EXERCISE DIRECTIONS: Check every line below for the word "ContextFunction" and show those that hold it.

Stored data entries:
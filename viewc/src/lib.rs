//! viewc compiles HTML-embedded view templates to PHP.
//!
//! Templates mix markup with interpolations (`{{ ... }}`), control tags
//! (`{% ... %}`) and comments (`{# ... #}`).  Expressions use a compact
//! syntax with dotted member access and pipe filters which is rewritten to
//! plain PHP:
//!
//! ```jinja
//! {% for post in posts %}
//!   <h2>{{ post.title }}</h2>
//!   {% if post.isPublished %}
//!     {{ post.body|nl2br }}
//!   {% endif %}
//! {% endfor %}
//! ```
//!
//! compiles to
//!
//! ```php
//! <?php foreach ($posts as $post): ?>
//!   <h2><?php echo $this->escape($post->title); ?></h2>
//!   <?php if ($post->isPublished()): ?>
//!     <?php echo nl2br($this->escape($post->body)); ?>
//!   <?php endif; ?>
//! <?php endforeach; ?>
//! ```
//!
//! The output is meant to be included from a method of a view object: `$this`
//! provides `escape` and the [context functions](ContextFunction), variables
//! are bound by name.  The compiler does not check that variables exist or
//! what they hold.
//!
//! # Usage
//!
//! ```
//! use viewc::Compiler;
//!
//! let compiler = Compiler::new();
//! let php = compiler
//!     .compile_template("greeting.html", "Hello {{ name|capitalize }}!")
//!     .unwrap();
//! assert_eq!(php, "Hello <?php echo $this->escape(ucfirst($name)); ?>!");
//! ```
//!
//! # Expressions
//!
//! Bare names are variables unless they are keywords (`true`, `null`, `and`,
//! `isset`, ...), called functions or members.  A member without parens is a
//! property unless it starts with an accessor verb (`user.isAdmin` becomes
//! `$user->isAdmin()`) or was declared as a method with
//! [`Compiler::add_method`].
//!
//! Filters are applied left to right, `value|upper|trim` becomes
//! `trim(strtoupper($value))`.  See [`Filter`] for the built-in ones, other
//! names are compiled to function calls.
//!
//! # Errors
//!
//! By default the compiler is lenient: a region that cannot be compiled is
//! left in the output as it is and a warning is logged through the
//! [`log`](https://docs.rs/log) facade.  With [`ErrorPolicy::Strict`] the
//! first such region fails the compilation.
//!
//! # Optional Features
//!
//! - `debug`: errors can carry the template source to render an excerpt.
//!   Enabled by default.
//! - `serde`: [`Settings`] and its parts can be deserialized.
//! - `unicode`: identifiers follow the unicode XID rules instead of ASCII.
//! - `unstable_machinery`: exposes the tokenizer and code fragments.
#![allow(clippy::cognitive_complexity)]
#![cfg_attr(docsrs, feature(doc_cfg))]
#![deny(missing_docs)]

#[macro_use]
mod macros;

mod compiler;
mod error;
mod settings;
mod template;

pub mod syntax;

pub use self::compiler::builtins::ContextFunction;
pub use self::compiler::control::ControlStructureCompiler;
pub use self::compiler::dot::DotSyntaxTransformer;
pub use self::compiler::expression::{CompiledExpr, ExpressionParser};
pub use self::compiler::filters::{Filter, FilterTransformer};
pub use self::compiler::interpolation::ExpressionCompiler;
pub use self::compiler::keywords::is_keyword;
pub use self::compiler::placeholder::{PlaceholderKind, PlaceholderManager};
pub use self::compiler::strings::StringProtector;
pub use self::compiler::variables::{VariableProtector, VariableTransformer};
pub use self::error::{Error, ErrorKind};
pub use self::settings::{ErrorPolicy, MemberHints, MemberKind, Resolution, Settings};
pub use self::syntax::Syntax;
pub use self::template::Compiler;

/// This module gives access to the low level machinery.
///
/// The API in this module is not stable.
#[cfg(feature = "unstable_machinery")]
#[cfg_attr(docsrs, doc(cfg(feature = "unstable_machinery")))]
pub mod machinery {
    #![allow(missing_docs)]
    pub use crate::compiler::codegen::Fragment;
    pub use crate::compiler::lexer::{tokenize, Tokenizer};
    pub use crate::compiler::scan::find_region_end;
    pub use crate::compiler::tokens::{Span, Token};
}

RESULT OF THE EXERCISE:
//! provides `escape` and the [context functions](ContextFunction), variables
pub use self::compiler::builtins::ContextFunction;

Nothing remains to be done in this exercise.